> WHAT THE TASK ASKS
Scan the entries that follow and copy out every line containing "resolver".

[Collected data entries]
//! Paragraph conversion (spec §4.E "paragraph" handler).

use crate::document::{Marks, Node, NodeKind, ParagraphAttrs};
use crate::flow::blocks::{fallback_block_id, FlowBlock, FlowRun, InlineItem, ListRendering, PageBreakBlock, ParagraphBlock};
use crate::flow::field_annotation::convert_field_annotation;
use crate::flow::position::PositionWalker;
use crate::numbering::NumberingManager;
use crate::style::context::{FontFamily, RunProperties, StyleContext};
use crate::style::resolver::resolve_run_properties;
use crate::warnings::WarningSink;
use crate::wordlayout::{compute_word_layout, MarkerInput};

/// Project a text node's inline [`Marks`] onto a [`RunProperties`] bag, so it
/// can be folded as the highest-priority layer in the run cascade (spec §4.B:
/// direct formatting always wins; a mark set *is* the paragraph's most direct
/// formatting).
fn marks_to_run_properties(marks: &Marks) -> RunProperties {
    RunProperties {
        font_family: marks.font_family.clone().map(|explicit| FontFamily {
            theme: None,
            explicit: Some(explicit),
        }),
        font_size_half_pt: marks.font_size_half_pt,
        bold: if marks.bold { Some(true) } else { None },
        italic: if marks.italic { Some(true) } else { None },
        underline: marks.underline.clone(),
        strike: if marks.strike { Some(true) } else { None },
        color: marks.text_color.clone(),
        highlight: marks.highlight_color.clone(),
        style_id: marks.style_id.clone(),
    }
}

/// Flatten a paragraph's inline children into [`InlineItem`]s, merging
/// adjacent runs that resolve to an identical property set (spec §4.E
/// "flatten its inline content into runs (merging adjacent runs with
/// identical mark sets)").
#[allow(clippy::too_many_arguments)]
fn flatten_inline(
    nodes: &[Node],
    ctx: &StyleContext,
    run_style_id: Option<&str>,
    linked_character_style_id: Option<&str>,
    warnings: &mut WarningSink,
    pos: &mut PositionWalker,
    out: &mut Vec<InlineItem>,
    atomic_out: &mut Vec<FlowBlock>,
) {
    for node in nodes {
        match &node.kind {
            NodeKind::Run { properties } => {
                pos.enter();
                let direct_style = run_style_id.or(properties.as_ref().and_then(|p| p.style_id.as_deref()));
                flatten_inline(
                    &node.content,
                    ctx,
                    direct_style,
                    linked_character_style_id,
                    warnings,
                    pos,
                    out,
                    atomic_out,
                );
                pos.exit();
            }
            NodeKind::PageReference { .. } => {
                // Treated as a run wrapper for property inheritance (spec
                // §4.E): recurse without changing the effective run style.
                pos.enter();
                flatten_inline(
                    &node.content,
                    ctx,
                    run_style_id,
                    linked_character_style_id,
                    warnings,
                    pos,
                    out,
                    atomic_out,
                );
                pos.exit();
            }
            NodeKind::Text { text, marks } => {
                let (start, end) = pos.text(text.chars().count());
                let direct = marks_to_run_properties(marks);
                let style_id = direct.style_id.as_deref().or(run_style_id);
                let resolved = resolve_run_properties(
                    ctx,
                    style_id,
                    linked_character_style_id,
                    &[],
                    &direct,
                    warnings,
                );
                match out.last_mut() {
                    Some(InlineItem::Run(last))
                        if last.properties == resolved && last.pm_end == Some(start) =>
                    {
                        last.text.push_str(text);
                        last.pm_end = Some(end);
                    }
                    _ => out.push(InlineItem::Run(FlowRun {
                        text: text.clone(),
                        properties: resolved,
                        pm_start: Some(start),
                        pm_end: Some(end),
                    })),
                }
            }
            NodeKind::FieldAnnotation(attrs) => {
                out.push(InlineItem::FieldAnnotation(convert_field_annotation(attrs, pos)));
            }
            NodeKind::LineBreak => {
                pos.atom();
                out.push(InlineItem::LineBreak);
            }
            NodeKind::Image { .. } | NodeKind::Drawing { .. } => {
                // Anchored media becomes its own pre-paragraph atomic block
                // (spec §4.E); an inline (`anchor.is_none()`) occurrence
                // stays in the run stream.
                crate::flow::media::flatten_inline_media(node, pos, out, atomic_out);
            }
            NodeKind::PageBreak => {
                // An inline page break still surfaces as a standalone
                // pre-paragraph atomic block (spec §4.E).
                let start = pos.atom();
                atomic_out.push(FlowBlock::PageBreak(PageBreakBlock {
                    block_id: fallback_block_id("page-break", Some(start)),
                    pm_start: Some(start),
                }));
            }
            _ => {
                // Any other node kind found inside inline content is not
                // part of the accepted content set (spec §6.1); skip it.
                pos.enter();
                pos.exit();
            }
        }
    }
}

/// Whether this paragraph's first meaningful inline item is a field
/// annotation (spec §4.E "Leading-caret policy"), looking through a single
/// wrapping inline container if present.
fn starts_with_field_annotation(content: &[InlineItem]) -> bool {
    matches!(content.first(), Some(InlineItem::FieldAnnotation(_)))
}

/// Convert a `paragraph` node into a [`ParagraphBlock`].
#[allow(clippy::too_many_arguments)]
pub fn convert_paragraph(
    attrs: &ParagraphAttrs,
    children: &[Node],
    ctx: &StyleContext,
    numbering: &mut NumberingManager<'_>,
    default_tab_interval_twips: i32,
    table_conditionals: &[crate::style::context::TableConditionalFormatting],
    warnings: &mut WarningSink,
    pos: &mut PositionWalker,
) -> (Vec<FlowBlock>, ParagraphBlock) {
    let pm_start = pos.enter();

    let resolved_properties = crate::style::resolver::resolve_paragraph_properties(
        ctx,
        attrs.style_id.as_deref(),
        table_conditionals,
        &attrs.direct_properties,
        warnings,
    );

    let linked_character_style_id = attrs
        .style_id
        .as_deref()
        .and_then(|id| ctx.styles.get(id))
        .and_then(|s| s.linked.as_deref());

    let mut content = Vec::new();
    let mut atomic_out = Vec::new();
    flatten_inline(
        children,
        ctx,
        None,
        linked_character_style_id,
        warnings,
        pos,
        &mut content,
        &mut atomic_out,
    );

    let list_rendering = attrs.numbering.and_then(|num_ref| {
        let result = numbering.encounter(num_ref.num_id, num_ref.ilvl, warnings)?;
        let (level, _) = ctx.numbering.effective_level(num_ref.num_id, num_ref.ilvl)?;
        let marker = MarkerInput {
            text: result.marker_text.clone(),
            justification: level.justification,
            suffix: level.suffix,
            text_width_px: None,
        };
        let word_layout = compute_word_layout(
            &resolved_properties.indent.unwrap_or_default(),
            &resolved_properties.tabs,
            default_tab_interval_twips,
            Some(marker),
        );
        Some(ListRendering {
            path: result.path,
            marker_text: result.marker_text,
            word_layout,
        })
    });

    let word_layout = match &list_rendering {
        Some(lr) => lr.word_layout,
        None => compute_word_layout(
            &resolved_properties.indent.unwrap_or_default(),
            &resolved_properties.tabs,
            default_tab_interval_twips,
            None,
        ),
    };

    let leading_caret = starts_with_field_annotation(&content);

    pos.exit();

    let block_id = attrs
        .sd_block_id
        .as_ref()
        .map(|id| id.0.clone())
        .unwrap_or_else(|| fallback_block_id("paragraph", Some(pm_start)));

    let block = ParagraphBlock {
        block_id,
        pm_start: Some(pm_start),
        properties: resolved_properties,
        word_layout,
        list_rendering,
        content,
        leading_caret,
        is_toc_entry: attrs.is_toc_entry,
        toc_instruction: attrs.toc_instruction.clone(),
        sdt: attrs.sdt.clone(),
        container_sdt: attrs.container_sdt.clone(),
    };
    (atomic_out, block)
}

#[cfg(test)]
mod tests {
    use super::*;
    use crate::document::NumberingRef;
    use crate::style::context::NumberingTables;

    fn doc_with_two_runs() -> Vec<Node> {
        vec![
            Node::with_content(
                NodeKind::Run { properties: None },
                vec![Node::leaf(NodeKind::Text {
                    text: "hello ".to_string(),
                    marks: Marks::default(),
                })],
            ),
            Node::with_content(
                NodeKind::Run { properties: None },
                vec![Node::leaf(NodeKind::Text {
                    text: "world".to_string(),
                    marks: Marks::default(),
                })],
            ),
        ]
    }

    #[test]
    fn adjacent_runs_with_identical_marks_are_merged() {
        let ctx = StyleContext::default();
        let tables = NumberingTables::default();
        let mut numbering = NumberingManager::new(&tables);
        numbering.begin();
        let mut warnings = WarningSink::new();
        let mut pos = PositionWalker::new();
        let attrs = ParagraphAttrs::default();
        let (_atomics, block) = convert_paragraph(
            &attrs,
            &doc_with_two_runs(),
            &ctx,
            &mut numbering,
            720,
            &[],
            &mut warnings,
            &mut pos,
        );
        assert_eq!(block.content.len(), 1);
        match &block.content[0] {
            InlineItem::Run(r) => assert_eq!(r.text, "hello world"),
            other => panic!("expected a single merged run, got {other:?}"),
        }
    }

    #[test]
    fn paragraph_with_leading_field_annotation_sets_leading_caret() {
        use crate::document::{FieldAnnotationAttrs, FieldAnnotationKind};
        let ctx = StyleContext::default();
        let tables = NumberingTables::default();
        let mut numbering = NumberingManager::new(&tables);
        numbering.begin();
        let mut warnings = WarningSink::new();
        let mut pos = PositionWalker::new();
        let attrs = ParagraphAttrs::default();
        let children = vec![Node::leaf(NodeKind::FieldAnnotation(FieldAnnotationAttrs {
            kind: FieldAnnotationKind::Text,
            field_id: "f1".to_string(),
            display_label: None,
            field_color: None,
            highlighted: true,
            marks: Marks::default(),
            size: None,
            raw_html: None,
            link_url: None,
            image_src: None,
            hidden: false,
            is_locked: false,
        }))];
        let (_atomics, block) = convert_paragraph(
            &attrs, &children, &ctx, &mut numbering, 720, &[], &mut warnings, &mut pos,
        );
        assert!(block.leading_caret);
    }

    #[test]
    fn numbered_paragraph_produces_list_rendering_with_path() {
        use crate::style::context::{AbstractNumDef, ConcreteNumDef, Justification, LevelDef, NumFormat, Suffix};
        use std::collections::BTreeMap;

        let mut levels = BTreeMap::new();
        levels.insert(
            0,
            LevelDef {
                start: 1,
                num_fmt: NumFormat::Decimal,
                lvl_text: "%1.".to_string(),
                justification: Justification::Left,
                suffix: Suffix::Tab,
            },
        );
        let mut abstract_defs = BTreeMap::new();
        abstract_defs.insert(1, AbstractNumDef { levels });
        let mut concrete_defs = BTreeMap::new();
        concrete_defs.insert(
            1,
            ConcreteNumDef {
                abstract_num_id: 1,
                lvl_overrides: BTreeMap::new(),
            },
        );
        let tables = NumberingTables {
            abstract_defs,
            concrete_defs,
        };
        let ctx = StyleContext {
            numbering: tables.clone(),
            ..Default::default()
        };
        let mut numbering = NumberingManager::new(&tables);
        numbering.begin();
        let mut warnings = WarningSink::new();
        let mut pos = PositionWalker::new();
        let mut attrs = ParagraphAttrs::default();
        attrs.numbering = Some(NumberingRef { num_id: 1, ilvl: 0 });
        let (_atomics, block) = convert_paragraph(&attrs, &[], &ctx, &mut numbering, 720, &[], &mut warnings, &mut pos);
        let lr = block.list_rendering.expect("expected list rendering");
        assert_eq!(lr.path, vec![1]);
        assert_eq!(lr.marker_text, "1.");
    }
}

> FINISHED TASK
use crate::style::resolver::resolve_run_properties;
    let resolved_properties = crate::style::resolver::resolve_paragraph_properties(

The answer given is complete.